Lack of sleep affects fat metabolism, study says
A few days of sleep deprivation can make individuals feel less full after eating and metabolize the fat in food differently, according to a new study by researchers at Pennsylvania State University, which was published in the Journal of Lipid Research.
For the study, 15 healthy male participants in their 20s spent one week getting plenty of sleep at home. They then checked into a sleep lab for ten nights. For five of those nights, the participants spent no more than five hours in bed each night. Researchers collected data but also spent time interacting with the participants, playing games with them, talking with them, and helping to keep them awake and engaged.

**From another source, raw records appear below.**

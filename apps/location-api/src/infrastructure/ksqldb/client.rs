//! ksqlDB REST Client
//!
//! Wraps a shared `reqwest::Client` for the two query endpoints:
//!
//! - `POST /query` for the one-shot pull query over the current-position
//!   table
//! - `POST /query-stream` for the continuous push query, handed off to a
//!   [`PushSession`] as a chunked byte stream
//!
//! No retry is performed here; a failed call surfaces immediately and the
//! caller decides whether to issue a fresh one.

use reqwest::header;
use serde_json::json;

use super::frames::PullElement;
use super::relay::{EventStream, PushSession};
use crate::domain::location::VehicleLocation;
use crate::infrastructure::config::KsqlSettings;

/// Pull query over the current-position table.
const PULL_QUERY: &str = "select * from bus_current;";

/// Continuous variant of the same query.
const PUSH_QUERY: &str = "select * from bus_current emit changes;";

/// Accept header for the v1 pull query endpoint.
const KSQL_V1_JSON: &str = "application/vnd.ksql.v1+json";

/// ksqlDB client errors.
#[derive(Debug, thiserror::Error)]
pub enum KsqlError {
    /// Failed to construct the underlying HTTP client.
    #[error("failed to build HTTP client: {0}")]
    ClientBuild(String),

    /// The upstream could not be reached.
    #[error("ksqlDB unavailable: {0}")]
    UpstreamUnavailable(String),

    /// The upstream answered with a non-success status.
    #[error("ksqlDB returned HTTP {status}: {body}")]
    UpstreamStatus {
        /// HTTP status code.
        status: u16,
        /// Response body, as text.
        body: String,
    },

    /// The pull query response did not have the expected shape.
    #[error("invalid query response: {0}")]
    InvalidResponse(String),
}

/// Client for the ksqlDB REST API.
#[derive(Debug, Clone)]
pub struct KsqlClient {
    client: reqwest::Client,
    base_url: String,
    idle_timeout: std::time::Duration,
}

impl KsqlClient {
    /// Create a client from connection settings.
    ///
    /// No overall request timeout is set: push query responses are
    /// unbounded by design. Idle detection happens per-session in the
    /// relay instead.
    ///
    /// # Errors
    ///
    /// Returns `KsqlError::ClientBuild` if the HTTP client cannot be
    /// constructed.
    pub fn new(settings: &KsqlSettings) -> Result<Self, KsqlError> {
        let client = reqwest::Client::builder()
            .connect_timeout(settings.connect_timeout)
            .build()
            .map_err(|e| KsqlError::ClientBuild(e.to_string()))?;

        Ok(Self {
            client,
            base_url: settings.base_url.trim_end_matches('/').to_string(),
            idle_timeout: settings.idle_timeout,
        })
    }

    /// Run the one-shot pull query and collect every row.
    ///
    /// The response is a JSON array whose first element is a header object;
    /// elements carrying a `row` field map one-to-one onto locations.
    ///
    /// # Errors
    ///
    /// Returns `UpstreamUnavailable` when the request cannot be sent,
    /// `UpstreamStatus` on a non-success response, and `InvalidResponse`
    /// when the body or a row does not have the expected shape.
    pub async fn pull_current_locations(&self) -> Result<Vec<VehicleLocation>, KsqlError> {
        let url = format!("{}/query", self.base_url);
        let body = json!({
            "ksql": PULL_QUERY,
            "streamsProperties": {},
        });

        let response = self
            .client
            .post(&url)
            .header(header::ACCEPT, KSQL_V1_JSON)
            .json(&body)
            .send()
            .await
            .map_err(|e| KsqlError::UpstreamUnavailable(e.to_string()))?;

        let status = response.status();
        if !status.is_success() {
            let body = response.text().await.unwrap_or_default();
            return Err(KsqlError::UpstreamStatus {
                status: status.as_u16(),
                body,
            });
        }

        let elements: Vec<PullElement> = response
            .json()
            .await
            .map_err(|e| KsqlError::InvalidResponse(e.to_string()))?;

        let mut locations = Vec::with_capacity(elements.len().saturating_sub(1));
        for element in elements {
            let Some(row) = element.row else {
                // Header or trailer element.
                continue;
            };
            let location = VehicleLocation::from_columns(&row.columns).ok_or_else(|| {
                KsqlError::InvalidResponse(format!(
                    "row has {} columns, expected at least 2",
                    row.columns.len()
                ))
            })?;
            locations.push(location);
        }

        tracing::debug!(rows = locations.len(), "pull query completed");
        Ok(locations)
    }

    /// Open the continuous push query and return its event stream.
    ///
    /// Each call opens a fresh upstream connection and a fresh session; the
    /// stream is single-pass and not restartable. Dropping it closes the
    /// upstream connection.
    ///
    /// # Errors
    ///
    /// Returns `UpstreamUnavailable` when the connection cannot be opened
    /// and `UpstreamStatus` when the upstream rejects the query; decode
    /// failures after streaming begins surface as items on the stream.
    pub async fn push_current_locations(&self) -> Result<EventStream, KsqlError> {
        let url = format!("{}/query-stream", self.base_url);
        let body = json!({
            "sql": PUSH_QUERY,
            "streamsProperties": {},
        });

        let response = self
            .client
            .post(&url)
            .json(&body)
            .send()
            .await
            .map_err(|e| KsqlError::UpstreamUnavailable(e.to_string()))?;

        let status = response.status();
        if !status.is_success() {
            let body = response.text().await.unwrap_or_default();
            return Err(KsqlError::UpstreamStatus {
                status: status.as_u16(),
                body,
            });
        }

        tracing::debug!(url = %url, "push query stream opened");

        let chunks = Box::pin(response.bytes_stream());
        let session = PushSession::new(chunks, self.idle_timeout);
        Ok(Box::pin(session.into_stream()))
    }
}

#[cfg(test)]
mod tests {
    use super::*;

    fn settings(base_url: &str) -> KsqlSettings {
        KsqlSettings {
            base_url: base_url.to_string(),
            ..KsqlSettings::default()
        }
    }

    #[test]
    fn trailing_slash_is_stripped() {
        let client = KsqlClient::new(&settings("http://ksqldb:8088/")).unwrap();
        assert_eq!(client.base_url, "http://ksqldb:8088");
    }

    #[tokio::test]
    async fn unreachable_upstream_is_unavailable() {
        // Reserved TEST-NET-1 address; connection refused or timed out.
        let mut s = settings("http://192.0.2.1:1");
        s.connect_timeout = std::time::Duration::from_millis(100);
        let client = KsqlClient::new(&s).unwrap();

        let result = client.pull_current_locations().await;
        assert!(matches!(result, Err(KsqlError::UpstreamUnavailable(_))));
    }
}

To find out how the uncomfortable schedule affected metabolism, the researchers gave participants a standardized high-fat dinner, a bowl of chili mac, after four nights of sleep restriction. Then researchers compared blood samples from the study participants. They found that sleep restriction affected the postprandial lipid response, leading to faster clearance of lipids from the blood after a meal. That could predispose people to put on weight.
The simulated workweek ended with a simulated Friday and Saturday night when participants could spend ten hours in bed catching up on missed sleep. After the first night, they ate one last bowl of chili mac. Although participants' metabolic handling of fat from food was slightly better after a night of recovery sleep, they didn't recover to the baseline healthy level.
This study was highly controlled, which makes it an imperfect model for the real world, according to Kelly Ness, PhD, postdoctoral fellow at the University of Washington who ran the study as a graduate student under the direction of Orfeu Buxton, PhD, a professor at Penn State and one of the senior authors. The research focused on healthy young people, who are usually at a lower risk of cardiovascular disease, and all the participants were men. The researchers also said they wondered whether giving more recovery time would change the magnitude of recovery they observed.
Regardless, Buxton said the study gives worthwhile insights into how humans handle fat digestion.
"This study's importance relies on its translational relevance,” Buxton said in a statement. “A high-fat meal in the evening, at dinnertime, and real food, not something infused into the vein? That's a typical exposure. That's very American."